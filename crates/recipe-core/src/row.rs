//! Rows returned by a recipe, and tabular datasets built from them.

use std::sync::Arc;

use serde::ser::{Serialize, SerializeMap, Serializer};

use crate::value::Value;

/// One result row: values keyed by column label, in select order.
///
/// All rows of a result share the same `fields` allocation.
#[derive(Debug, Clone, PartialEq)]
pub struct RecipeRow {
    fields: Arc<Vec<String>>,
    values: Vec<Value>,
}

impl RecipeRow {
    /// Build a row. `values` must line up with `fields`.
    pub fn new(fields: Arc<Vec<String>>, values: Vec<Value>) -> Self {
        debug_assert_eq!(fields.len(), values.len());
        Self { fields, values }
    }

    pub fn fields(&self) -> &[String] {
        &self.fields
    }

    pub fn values(&self) -> &[Value] {
        &self.values
    }

    /// Look up a value by its column label.
    pub fn get(&self, field: &str) -> Option<&Value> {
        self.fields
            .iter()
            .position(|f| f == field)
            .map(|i| &self.values[i])
    }

    /// Return a new row with extra labelled values appended.
    pub fn extend(&self, fields: Arc<Vec<String>>, extra: Vec<Value>) -> Self {
        let mut values = self.values.clone();
        values.extend(extra);
        Self::new(fields, values)
    }

    /// Replace a value in place. Unknown fields are ignored.
    pub fn set(&mut self, field: &str, value: Value) {
        if let Some(i) = self.fields.iter().position(|f| f == field) {
            self.values[i] = value;
        }
    }
}

impl Serialize for RecipeRow {
    fn serialize<S: Serializer>(&self, serializer: S) -> Result<S::Ok, S::Error> {
        let mut map = serializer.serialize_map(Some(self.values.len()))?;
        for (k, v) in self.fields.iter().zip(&self.values) {
            map.serialize_entry(k, v)?;
        }
        map.end()
    }
}

/// Headers plus rows, exportable as CSV or JSON.
#[derive(Debug, Clone, Default, PartialEq)]
pub struct Dataset {
    pub headers: Vec<String>,
    pub rows: Vec<Vec<Value>>,
}

impl Dataset {
    /// Build a dataset from recipe rows. An empty result has no headers.
    pub fn from_rows(rows: &[RecipeRow]) -> Self {
        let headers = rows
            .first()
            .map(|r| r.fields().to_vec())
            .unwrap_or_default();
        Self {
            headers,
            rows: rows.iter().map(|r| r.values().to_vec()).collect(),
        }
    }

    pub fn len(&self) -> usize {
        self.rows.len()
    }

    pub fn is_empty(&self) -> bool {
        self.rows.is_empty()
    }

    /// Render as CSV with a header line. Fields are quoted when needed.
    pub fn to_csv(&self) -> String {
        let mut out = String::new();
        push_csv_line(&mut out, self.headers.iter().map(String::as_str));
        for row in &self.rows {
            let cells: Vec<String> = row.iter().map(Value::to_string).collect();
            push_csv_line(&mut out, cells.iter().map(String::as_str));
        }
        out
    }

    /// Render as a JSON array of objects.
    pub fn to_json(&self) -> serde_json::Value {
        let rows = self
            .rows
            .iter()
            .map(|row| {
                let obj: serde_json::Map<String, serde_json::Value> = self
                    .headers
                    .iter()
                    .zip(row)
                    .map(|(h, v)| (h.clone(), serde_json::to_value(v).unwrap_or_default()))
                    .collect();
                serde_json::Value::Object(obj)
            })
            .collect();
        serde_json::Value::Array(rows)
    }
}

fn push_csv_line<'a>(out: &mut String, cells: impl Iterator<Item = &'a str>) {
    let mut first = true;
    for cell in cells {
        if !first {
            out.push(',');
        }
        first = false;
        if cell.contains([',', '"', '\n', '\r']) {
            out.push('"');
            out.push_str(&cell.replace('"', "\"\""));
            out.push('"');
        } else {
            out.push_str(cell);
        }
    }
    out.push('\n');
}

# # # # #

Tell me how many lines in the data include "collect", giving only the number.

4